Las propiedades nutricionales de las verduras son muy similares a las de la fruta, por lo que se recomienda que el niño tome cinco raciones al día entre frutas y verduras.

Para que te hagas una idea, cada ración equivale a las siguientes cantidades: un plato pequeño de verduras y hortalizas (judías verdes, brécol, calabaza, zanahoria, champiñones, etc.); un plato mediano de espárragos, calabacín, berenjena, lechuga o escarola; tres albaricoques, mandarinas, nísperos, etc.; una rodaja de melón o sandía; una fruta mediana (manzana, pera, melocotón); un plato pequeño de fresas, cerezas, uvas...

Cuando comiences a introducir las verduras en la dieta de tu hijo, en forma de puré, debes tener en cuenta que no todas son aptas para el bebé.

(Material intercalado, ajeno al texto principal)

//! Foundational types shared by every engine component.

pub mod calendar;
pub mod ids;
pub mod money;
pub mod plan;
pub mod rate;
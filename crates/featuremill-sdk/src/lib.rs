//! Featuremill SDK
//!
//! High-level API for spec-driven feature-table builds and training-set
//! assembly. The `FeatureClient` ties the pieces together: it loads a
//! validated spec, drives the compute engine, materializes feature
//! tables through an injected `FeatureStore`, and assembles
//! point-in-time-correct training frames.

pub mod builder;
pub mod client;
pub mod error;

// Re-export main types
pub use builder::FeatureClientBuilder;
pub use client::FeatureClient;
pub use error::{ClientError, Result};

// Re-export commonly used types from dependencies
pub use featuremill_core::{FeatureRow, FeatureSpec, Frame, Row, Value};
pub use featuremill_engine::{FeatureLookup, TrainingSet};
pub use featuremill_store::{BuildReport, FeatureStore, InMemoryStore, WriteMode};
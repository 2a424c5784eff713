//! Featuremill Core - Core types and definitions for the Featuremill feature store
//!
//! This crate provides the fundamental types used across the Featuremill ecosystem:
//! - Value types for tabular data
//! - Frame/row types for in-memory datasets
//! - Feature specification (spec) definitions loaded from YAML
//! - Error types

pub mod error;
pub mod spec;
pub mod types;

// Re-export commonly used types
pub use error::CoreError;
pub use spec::{
    Derivation, DimensionTableSpec, FeatureDefinition, FeatureSpec, FeatureTableSpec, LabelSpec,
    PartialWindowPolicy, SourceTableSpec, TrailingCount, WindowedGrowth,
};
pub use types::{FeatureRow, Frame, Row, Value};
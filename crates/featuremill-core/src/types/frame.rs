//! In-memory tabular data
//!
//! `Frame` is the exchange format between the spec-driven engine, the
//! feature store, and the training-set assembler: a list of column names
//! plus one `Row` map per record. It is deliberately small; Featuremill
//! is a batch orchestrator, not a dataframe library.

use crate::error::{CoreError, Result};
use crate::types::Value;
use chrono::{DateTime, Utc};
use std::collections::HashMap;

/// A single record: column name to cell value
pub type Row = HashMap<String, Value>;

/// One computed feature record, keyed by entity and observation time
#[derive(Debug, Clone, PartialEq)]
pub struct FeatureRow {
    /// Entity key value (e.g. the customer_id)
    pub entity_id: Value,
    /// Observation timestamp the feature values are valid as of
    pub observed_at: DateTime<Utc>,
    /// Feature column name to value
    pub values: HashMap<String, Value>,
}

impl FeatureRow {
    pub fn new(
        entity_id: impl Into<Value>,
        observed_at: DateTime<Utc>,
        values: HashMap<String, Value>,
    ) -> Self {
        Self {
            entity_id: entity_id.into(),
            observed_at,
            values,
        }
    }
}

/// An ordered set of columns with row data
#[derive(Debug, Clone, PartialEq)]
pub struct Frame {
    columns: Vec<String>,
    rows: Vec<Row>,
}

impl Frame {
    /// Create an empty frame with the given column order
    pub fn new(columns: Vec<String>) -> Self {
        Self {
            columns,
            rows: Vec::new(),
        }
    }

    /// Build a frame from rows, validating every row against the columns
    pub fn from_rows(columns: Vec<String>, rows: Vec<Row>) -> Result<Self> {
        let mut frame = Self::new(columns);
        for row in rows {
            frame.push_row(row)?;
        }
        Ok(frame)
    }

    /// Append a row. Keys must be declared columns; missing columns are
    /// filled with an explicit `Value::Null`.
    pub fn push_row(&mut self, mut row: Row) -> Result<()> {
        for key in row.keys() {
            if !self.columns.iter().any(|c| c == key) {
                return Err(CoreError::ColumnNotFound(key.clone()));
            }
        }
        for column in &self.columns {
            row.entry(column.clone()).or_insert(Value::Null);
        }
        self.rows.push(row);
        Ok(())
    }

    pub fn columns(&self) -> &[String] {
        &self.columns
    }

    pub fn rows(&self) -> &[Row] {
        &self.rows
    }

    pub fn len(&self) -> usize {
        self.rows.len()
    }

    pub fn is_empty(&self) -> bool {
        self.rows.is_empty()
    }

    /// Get a cell by row index and column name
    pub fn cell(&self, row: usize, column: &str) -> Option<&Value> {
        self.rows.get(row).and_then(|r| r.get(column))
    }
}

#[cfg(test)]
mod tests {
    use super::*;

    fn row(pairs: &[(&str, Value)]) -> Row {
        pairs
            .iter()
            .map(|(k, v)| (k.to_string(), v.clone()))
            .collect()
    }

    #[test]
    fn test_push_row_fills_missing_with_null() {
        let mut frame = Frame::new(vec!["customer_id".into(), "tier".into()]);
        frame
            .push_row(row(&[("customer_id", Value::Number(7.0))]))
            .unwrap();

        assert_eq!(frame.len(), 1);
        assert_eq!(frame.cell(0, "tier"), Some(&Value::Null));
    }

    #[test]
    fn test_push_row_rejects_unknown_column() {
        let mut frame = Frame::new(vec!["customer_id".into()]);
        let result = frame.push_row(row(&[("unknown", Value::Number(1.0))]));
        assert!(matches!(result, Err(CoreError::ColumnNotFound(_))));
    }

    #[test]
    fn test_from_rows() {
        let frame = Frame::from_rows(
            vec!["customer_id".into(), "commit".into()],
            vec![
                row(&[("customer_id", Value::Number(1.0)), ("commit", Value::Number(1.0))]),
                row(&[("customer_id", Value::Number(2.0)), ("commit", Value::Number(0.0))]),
            ],
        )
        .unwrap();

        assert_eq!(frame.len(), 2);
        assert_eq!(frame.cell(1, "commit"), Some(&Value::Number(0.0)));
    }
}
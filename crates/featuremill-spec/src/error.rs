//! Spec loader error types

use thiserror::Error;

/// Spec loading error
#[derive(Error, Debug)]
pub enum SpecError {
    /// YAML parsing error
    #[error("YAML parsing error: {0}")]
    YamlError(#[from] serde_yaml::Error),

    /// Spec failed validation after parsing
    #[error("Invalid spec: {0}")]
    Validation(String),

    /// Spec file could not be read
    #[error("Failed to read spec file '{path}': {source}")]
    Io {
        path: String,
        #[source]
        source: std::io::Error,
    },
}

/// Result type for spec loading operations
pub type Result<T> = std::result::Result<T, SpecError>;
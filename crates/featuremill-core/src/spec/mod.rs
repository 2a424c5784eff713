//! Feature specification definitions
//!
//! These types form the declarative spec that drives every Featuremill
//! build: which source tables exist, which feature tables are derived
//! from them (and how), which tables are time-invariant dimensions, and
//! which table carries the training labels.

pub mod derivation;
pub mod table;

pub use derivation::{Derivation, PartialWindowPolicy, TrailingCount, WindowedGrowth};
pub use table::{
    DimensionTableSpec, FeatureDefinition, FeatureSpec, FeatureTableSpec, LabelSpec,
    SourceTableSpec,
};
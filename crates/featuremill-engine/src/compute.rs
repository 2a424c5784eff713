//! Spec-driven feature computation
//!
//! Turns raw source rows into feature rows for one feature table: events
//! are bucketed per entity per calendar month, metrics are aggregated,
//! and each derivation emits its output columns for every bucket in the
//! entity's observed span. Months without events aggregate to zero, so
//! quiet periods show up in the features instead of disappearing.

use crate::bucket::{bucket_stamp, month_index};
use crate::error::{EngineError, Result};
use featuremill_core::{
    Derivation, FeatureRow, FeatureTableSpec, PartialWindowPolicy, Row, SourceTableSpec, Value,
};
use featuremill_store::encode_key;
use std::collections::{BTreeMap, HashMap};

struct EntityEvents<'a> {
    /// Original entity key value, kept for the output rows
    entity: Value,
    /// (month bucket, source row)
    events: Vec<(i32, &'a Row)>,
}

/// Compute all feature rows for one feature table from its source rows
pub fn compute_feature_table(
    table: &FeatureTableSpec,
    source: &SourceTableSpec,
    source_rows: &[Row],
) -> Result<Vec<FeatureRow>> {
    let timestamp_key = source
        .timestamp_key
        .as_deref()
        .ok_or_else(|| EngineError::SourceNotTimestamped(source.name.clone()))?;

    let entities = group_by_entity(table, source, timestamp_key, source_rows)?;
    let mut out = Vec::new();

    for series in entities.values() {
        compute_entity_rows(table, source, series, &mut out)?;
    }

    tracing::debug!(
        table = table.name.as_str(),
        entities = entities.len(),
        rows = out.len(),
        "computed feature rows"
    );
    Ok(out)
}

fn group_by_entity<'a>(
    table: &FeatureTableSpec,
    source: &SourceTableSpec,
    timestamp_key: &str,
    source_rows: &'a [Row],
) -> Result<HashMap<String, EntityEvents<'a>>> {
    let mut entities: HashMap<String, EntityEvents<'a>> = HashMap::new();

    for row in source_rows {
        let entity = row.get(&table.entity_key).ok_or_else(|| {
            EngineError::MissingColumn {
                table: source.name.clone(),
                column: table.entity_key.clone(),
            }
        })?;
        let key = encode_key(entity)?;

        let ts_value = row.get(timestamp_key).ok_or_else(|| {
            EngineError::MissingColumn {
                table: source.name.clone(),
                column: timestamp_key.to_string(),
            }
        })?;
        let ts = ts_value
            .as_timestamp()
            .ok_or_else(|| EngineError::TypeMismatch {
                table: source.name.clone(),
                column: timestamp_key.to_string(),
                expected: "timestamp".to_string(),
                actual: ts_value.type_name().to_string(),
            })?;

        entities
            .entry(key)
            .or_insert_with(|| EntityEvents {
                entity: entity.clone(),
                events: Vec::new(),
            })
            .events
            .push((month_index(ts), row));
    }

    Ok(entities)
}

/// Monthly sums of a metric column. Null cells aggregate as zero usage.
fn monthly_sums(
    source_name: &str,
    column: &str,
    events: &[(i32, &Row)],
) -> Result<BTreeMap<i32, f64>> {
    let mut sums: BTreeMap<i32, f64> = BTreeMap::new();
    for (bucket, row) in events {
        let cell = row.get(column).ok_or_else(|| EngineError::MissingColumn {
            table: source_name.to_string(),
            column: column.to_string(),
        })?;
        let amount = match cell {
            Value::Null => 0.0,
            Value::Number(n) => *n,
            other => {
                return Err(EngineError::TypeMismatch {
                    table: source_name.to_string(),
                    column: column.to_string(),
                    expected: "number".to_string(),
                    actual: other.type_name().to_string(),
                })
            }
        };
        *sums.entry(*bucket).or_insert(0.0) += amount;
    }
    Ok(sums)
}

fn monthly_counts(events: &[(i32, &Row)]) -> BTreeMap<i32, u64> {
    let mut counts: BTreeMap<i32, u64> = BTreeMap::new();
    for (bucket, _) in events {
        *counts.entry(*bucket).or_insert(0) += 1;
    }
    counts
}

fn compute_entity_rows(
    table: &FeatureTableSpec,
    source: &SourceTableSpec,
    series: &EntityEvents<'_>,
    out: &mut Vec<FeatureRow>,
) -> Result<()> {
    let first = match series.events.iter().map(|(b, _)| *b).min() {
        Some(b) => b,
        None => return Ok(()),
    };
    let last = series
        .events
        .iter()
        .map(|(b, _)| *b)
        .max()
        .unwrap_or(first);

    // Pre-aggregate each metric column once per entity
    let mut sums: HashMap<&str, BTreeMap<i32, f64>> = HashMap::new();
    for feature in &table.features {
        if let Derivation::WindowedGrowth(growth) = &feature.derivation {
            if !sums.contains_key(growth.source_column.as_str()) {
                sums.insert(
                    growth.source_column.as_str(),
                    monthly_sums(&source.name, &growth.source_column, &series.events)?,
                );
            }
        }
    }
    let counts = monthly_counts(&series.events);

    for bucket in first..=last {
        let mut values: HashMap<String, Value> = HashMap::new();
        let mut drop_row = false;

        for feature in &table.features {
            match &feature.derivation {
                Derivation::WindowedGrowth(growth) => {
                    let metric = &sums[growth.source_column.as_str()];
                    let current = metric.get(&bucket).copied().unwrap_or(0.0);

                    for (window, column) in
                        growth.window_lengths.iter().zip(feature.output_columns())
                    {
                        let base_bucket = bucket - *window as i32;
                        if base_bucket < first {
                            // Window reaches past the start of history
                            match growth.partial_windows {
                                PartialWindowPolicy::Null => {
                                    values.insert(column, Value::Null);
                                }
                                PartialWindowPolicy::Drop => drop_row = true,
                            }
                            continue;
                        }
                        let base = metric.get(&base_bucket).copied().unwrap_or(0.0);
                        if base == 0.0 {
                            // Growth against a zero base is undefined
                            values.insert(column, Value::Null);
                        } else {
                            values.insert(column, Value::Number((current - base) / base));
                        }
                    }
                }
                Derivation::TrailingCount(count) => {
                    let from = bucket - count.window_length as i32 + 1;
                    let total: u64 = counts.range(from..=bucket).map(|(_, c)| *c).sum();
                    values.insert(feature.name.clone(), Value::Number(total as f64));
                }
            }
        }

        if !drop_row {
            out.push(FeatureRow::new(
                series.entity.clone(),
                bucket_stamp(bucket),
                values,
            ));
        }
    }

    Ok(())
}
//! End-to-end churn-model pipeline tests
//!
//! Mirrors the intended usage: load raw source tables, build the
//! exploratory training frame straight from the spec, then materialize
//! feature tables, register the dimension table, and assemble the same
//! training set through point-in-time lookups.

use chrono::{DateTime, TimeZone, Utc};
use featuremill_sdk::{
    ClientError, FeatureClient, FeatureLookup, FeatureStore, Frame, Row, Value,
};

const CHURN_SPEC: &str = r#"
version: "0.1"

source_tables:
  - name: dbu
    entity_key: customer_id
    timestamp_key: date
  - name: customer_support
    entity_key: customer_id
    timestamp_key: date
  - name: customers
    entity_key: customer_id
  - name: renewal_eol
    entity_key: customer_id
    timestamp_key: observation_date

feature_tables:
  - name: dbu_growth
    source: dbu
    entity_key: customer_id
    timestamp_key: observation_date
    features:
      - name: sql_dbu_growth
        derivation: windowed_growth
        source_column: sql_dbu
        window_lengths: [3, 6]
      - name: job_dbu_growth
        derivation: windowed_growth
        source_column: job_dbu
        window_lengths: [3, 6]
  - name: customer_service_calls
    source: customer_support
    entity_key: customer_id
    timestamp_key: observation_date
    features:
      - name: customer_service_count
        derivation: trailing_count
        window_length: 6

dimension_tables:
  - name: customers
    entity_key: customer_id
    features: [tier]

label:
  table: renewal_eol
  entity_key: customer_id
  timestamp_key: observation_date
  label_column: commit
"#;

fn ts(year: i32, month: u32, day: u32) -> DateTime<Utc> {
    Utc.with_ymd_and_hms(year, month, day, 0, 0, 0).unwrap()
}

fn dbu_row(id: i64, at: DateTime<Utc>, sql_dbu: f64, job_dbu: f64) -> Row {
    let mut row = Row::new();
    row.insert("customer_id".to_string(), Value::from(id));
    row.insert("date".to_string(), Value::Timestamp(at));
    row.insert("sql_dbu".to_string(), Value::Number(sql_dbu));
    row.insert("job_dbu".to_string(), Value::Number(job_dbu));
    row
}

fn support_row(id: i64, at: DateTime<Utc>) -> Row {
    let mut row = Row::new();
    row.insert("customer_id".to_string(), Value::from(id));
    row.insert("date".to_string(), Value::Timestamp(at));
    row
}

fn customer_row(id: i64, tier: &str) -> Row {
    let mut row = Row::new();
    row.insert("customer_id".to_string(), Value::from(id));
    row.insert("tier".to_string(), Value::from(tier));
    row
}

fn renewal_row(id: i64, at: DateTime<Utc>, commit: i64) -> Row {
    let mut row = Row::new();
    row.insert("customer_id".to_string(), Value::from(id));
    row.insert("observation_date".to_string(), Value::Timestamp(at));
    row.insert("commit".to_string(), Value::from(commit));
    row
}

/// Customer 7: seven months of steady usage with a May spike, three
/// support calls. Customer 1: a single month of history (all windows
/// partial) and no support calls at all.
async fn seeded_client() -> FeatureClient {
    let client = FeatureClient::builder()
        .with_spec_content(CHURN_SPEC)
        .build()
        .unwrap();

    let mut dbu = Vec::new();
    for (year, month) in [(2022, 11), (2022, 12), (2023, 1), (2023, 2), (2023, 3), (2023, 4)] {
        dbu.push(dbu_row(7, ts(year, month, 15), 100.0, 50.0));
    }
    dbu.push(dbu_row(7, ts(2023, 5, 15), 200.0, 50.0));
    dbu.push(dbu_row(1, ts(2023, 5, 10), 100.0, 10.0));
    client.load_source_table("dbu", dbu).await.unwrap();

    client
        .load_source_table(
            "customer_support",
            vec![
                support_row(7, ts(2023, 4, 3)),
                support_row(7, ts(2023, 4, 20)),
                support_row(7, ts(2023, 5, 9)),
            ],
        )
        .await
        .unwrap();

    client
        .load_source_table(
            "customers",
            vec![customer_row(7, "enterprise"), customer_row(1, "standard")],
        )
        .await
        .unwrap();

    client
        .load_source_table(
            "renewal_eol",
            vec![
                renewal_row(7, ts(2023, 6, 1), 0),
                renewal_row(1, ts(2023, 6, 1), 1),
            ],
        )
        .await
        .unwrap();

    client
}

fn notebook_lookups() -> Vec<FeatureLookup> {
    vec![
        FeatureLookup::new(
            "dbu_growth",
            vec![
                "sql_dbu_growth_window_length_3".to_string(),
                "sql_dbu_growth_window_length_6".to_string(),
                "job_dbu_growth_window_length_3".to_string(),
                "job_dbu_growth_window_length_6".to_string(),
            ],
            "customer_id",
        )
        .with_timestamp_lookup_key("observation_date"),
        FeatureLookup::new(
            "customer_service_calls",
            vec!["customer_service_count".to_string()],
            "customer_id",
        )
        .with_timestamp_lookup_key("observation_date"),
        FeatureLookup::new("customers", vec!["tier".to_string()], "customer_id"),
    ]
}

fn assert_churn_frame(df: &Frame) {
    assert_eq!(df.len(), 2);

    // Customer 7: May usage bucket is stamped 2023-06-01, exactly the
    // observation date, so it is visible to the join.
    assert_eq!(
        df.cell(0, "sql_dbu_growth_window_length_3"),
        Some(&Value::Number(1.0))
    );
    assert_eq!(
        df.cell(0, "sql_dbu_growth_window_length_6"),
        Some(&Value::Number(1.0))
    );
    assert_eq!(
        df.cell(0, "job_dbu_growth_window_length_3"),
        Some(&Value::Number(0.0))
    );
    assert_eq!(
        df.cell(0, "job_dbu_growth_window_length_6"),
        Some(&Value::Number(0.0))
    );
    assert_eq!(
        df.cell(0, "customer_service_count"),
        Some(&Value::Number(3.0))
    );
    assert_eq!(
        df.cell(0, "tier"),
        Some(&Value::String("enterprise".to_string()))
    );
    assert_eq!(df.cell(0, "commit"), Some(&Value::Number(0.0)));

    // Customer 1: partial windows and no support history -> nulls, never
    // zero defaults; the time-invariant tier still resolves.
    assert_eq!(
        df.cell(1, "sql_dbu_growth_window_length_3"),
        Some(&Value::Null)
    );
    assert_eq!(
        df.cell(1, "sql_dbu_growth_window_length_6"),
        Some(&Value::Null)
    );
    assert_eq!(df.cell(1, "customer_service_count"), Some(&Value::Null));
    assert_eq!(
        df.cell(1, "tier"),
        Some(&Value::String("standard".to_string()))
    );
    assert_eq!(df.cell(1, "commit"), Some(&Value::Number(1.0)));
}

#[tokio::test]
async fn test_exploratory_training_data_set() {
    let client = seeded_client().await;
    let df = client.build_training_data_set().await.unwrap();
    assert_churn_frame(&df);
}

#[tokio::test]
async fn test_feature_store_path_matches_exploratory_path() {
    let client = seeded_client().await;
    let exploratory = client.build_training_data_set().await.unwrap();

    client.build_feature_table("dbu_growth", false).await.unwrap();
    client
        .build_feature_table("customer_service_calls", false)
        .await
        .unwrap();
    client.register_dimension_table("customers").await.unwrap();

    let labels = client.label_frame().await.unwrap();
    let training_set = client
        .create_training_set(labels, notebook_lookups(), "commit")
        .await
        .unwrap();
    let df = training_set.load_df().await.unwrap();

    assert_churn_frame(&df);
    for column in exploratory.columns() {
        assert!(
            df.columns().iter().any(|c| c == column),
            "missing column {}",
            column
        );
    }
}

#[tokio::test]
async fn test_rebuild_without_drop_is_idempotent() {
    let client = seeded_client().await;

    client.build_feature_table("dbu_growth", false).await.unwrap();
    let once = client.store().feature_rows("dbu_growth").await.unwrap();

    client.build_feature_table("dbu_growth", false).await.unwrap();
    let twice = client.store().feature_rows("dbu_growth").await.unwrap();

    assert_eq!(once, twice);
}

#[tokio::test]
async fn test_drop_existing_discards_prior_rows() {
    let client = seeded_client().await;
    client.build_feature_table("dbu_growth", false).await.unwrap();

    // Reload the source with customer 1 only, then rebuild both ways
    let reloaded = vec![dbu_row(1, ts(2023, 5, 10), 100.0, 10.0)];
    client.load_source_table("dbu", reloaded).await.unwrap();

    client.build_feature_table("dbu_growth", false).await.unwrap();
    let upserted = client.store().feature_rows("dbu_growth").await.unwrap();
    assert!(
        upserted
            .iter()
            .any(|r| r.entity_id == Value::String("7".to_string())),
        "upsert must preserve history not covered by the batch"
    );

    client.build_feature_table("dbu_growth", true).await.unwrap();
    let rebuilt = client.store().feature_rows("dbu_growth").await.unwrap();
    assert!(
        rebuilt
            .iter()
            .all(|r| r.entity_id != Value::String("7".to_string())),
        "drop_existing must discard prior rows"
    );
}

#[tokio::test]
async fn test_dimension_registration_does_not_mutate_source() {
    let client = seeded_client().await;
    let before = client.store().source_rows("customers").await.unwrap();

    client.register_dimension_table("customers").await.unwrap();
    let _ = client.build_training_data_set().await.unwrap();

    let after = client.store().source_rows("customers").await.unwrap();
    assert_eq!(before, after);
}

#[tokio::test]
async fn test_unknown_feature_table_rejected() {
    let client = seeded_client().await;
    let result = client.build_feature_table("usage_growth", false).await;
    assert!(matches!(result, Err(ClientError::UnknownSpecTable(_))));
}

#[tokio::test]
async fn test_source_table_must_be_declared() {
    let client = seeded_client().await;
    let result = client.load_source_table("salesforce_raw", vec![]).await;
    assert!(matches!(result, Err(ClientError::UnknownSpecTable(_))));
}
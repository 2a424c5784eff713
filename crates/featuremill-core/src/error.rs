//! Error types for Featuremill Core

use thiserror::Error;

/// Core error type
#[derive(Error, Debug)]
pub enum CoreError {
    #[error("Type error: {0}")]
    TypeError(String),

    #[error("Invalid value: {0}")]
    InvalidValue(String),

    #[error("Column not found: {0}")]
    ColumnNotFound(String),

    #[error("Invalid spec: {0}")]
    InvalidSpec(String),
}

pub type Result<T> = std::result::Result<T, CoreError>;
//! Calendar-month time bucketing
//!
//! Feature values are aggregated per entity per calendar month. A bucket
//! covering month M is stamped at the first instant of month M+1: the
//! moment every event in the bucket is known. As-of joins against these
//! stamps therefore never see a bucket whose month is still open.

use chrono::{DateTime, Datelike, TimeZone, Utc};

/// Absolute month index of a timestamp (year * 12 + zero-based month)
pub fn month_index(ts: DateTime<Utc>) -> i32 {
    ts.year() * 12 + ts.month0() as i32
}

/// Timestamp a bucket's feature row carries: the first instant of the
/// month after the bucket.
pub fn bucket_stamp(index: i32) -> DateTime<Utc> {
    let next = index + 1;
    let year = next.div_euclid(12);
    let month = next.rem_euclid(12) as u32 + 1;
    // First day of a valid month is always a single, unambiguous instant
    Utc.with_ymd_and_hms(year, month, 1, 0, 0, 0)
        .single()
        .expect("first of month is a valid UTC instant")
}
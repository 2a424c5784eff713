//! Cell value types for Featuremill tables
//!
//! The `Value` enum represents all possible cell values in a Featuremill
//! frame or feature table, similar to JSON values but with a first-class
//! timestamp variant for observation times.

use chrono::{DateTime, Utc};
use serde::{Deserialize, Serialize};

/// Cell value type
///
/// `Timestamp` is listed before `String` so that untagged deserialization
/// tries the RFC 3339 form first.
#[derive(Debug, Clone, PartialEq, Serialize, Deserialize)]
#[serde(untagged)]
pub enum Value {
    /// Null / missing value (never a silent default)
    Null,
    /// Boolean value
    Bool(bool),
    /// Number value (f64 for simplicity, handles both int and float)
    Number(f64),
    /// Observation timestamp (UTC)
    Timestamp(DateTime<Utc>),
    /// String value
    String(String),
}

impl Value {
    /// Check whether this value is null
    pub fn is_null(&self) -> bool {
        matches!(self, Value::Null)
    }

    /// Get the value as f64 if it is a number
    pub fn as_f64(&self) -> Option<f64> {
        match self {
            Value::Number(n) => Some(*n),
            _ => None,
        }
    }

    /// Get the value as a string slice if it is a string
    pub fn as_str(&self) -> Option<&str> {
        match self {
            Value::String(s) => Some(s),
            _ => None,
        }
    }

    /// Get the value as a bool if it is a bool
    pub fn as_bool(&self) -> Option<bool> {
        match self {
            Value::Bool(b) => Some(*b),
            _ => None,
        }
    }

    /// Get the value as a timestamp if it is one
    pub fn as_timestamp(&self) -> Option<DateTime<Utc>> {
        match self {
            Value::Timestamp(ts) => Some(*ts),
            _ => None,
        }
    }

    /// Human-readable type name for error messages
    pub fn type_name(&self) -> &'static str {
        match self {
            Value::Null => "null",
            Value::Bool(_) => "bool",
            Value::Number(_) => "number",
            Value::Timestamp(_) => "timestamp",
            Value::String(_) => "string",
        }
    }
}

impl From<f64> for Value {
    fn from(n: f64) -> Self {
        Value::Number(n)
    }
}

impl From<i64> for Value {
    fn from(n: i64) -> Self {
        Value::Number(n as f64)
    }
}

impl From<bool> for Value {
    fn from(b: bool) -> Self {
        Value::Bool(b)
    }
}

impl From<&str> for Value {
    fn from(s: &str) -> Self {
        Value::String(s.to_string())
    }
}

impl From<String> for Value {
    fn from(s: String) -> Self {
        Value::String(s)
    }
}

impl From<DateTime<Utc>> for Value {
    fn from(ts: DateTime<Utc>) -> Self {
        Value::Timestamp(ts)
    }
}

“Determinadas verduras, como las espinacas, acelgas, coles, espárragos o el apio, no se recomiendan durante el primer año de vida por su alto contenido en nitritos y oxalatos”, advierte la nutricionista Leticia Garnica.

La cebolla y el puerro suelen recomendarse desde los 6 meses de vida, pero pueden ocasionar gases, por lo que se aconseja introducirlas con precaución.

En cuanto al tomate, aunque se puede introducir a partir de los 6–7 meses, es muy alergénico. Por eso, “si tras comerlo aparece algún síntoma en el niño, no hay que volver a dárselo hasta que cumpla el año”, dice la nutricionista.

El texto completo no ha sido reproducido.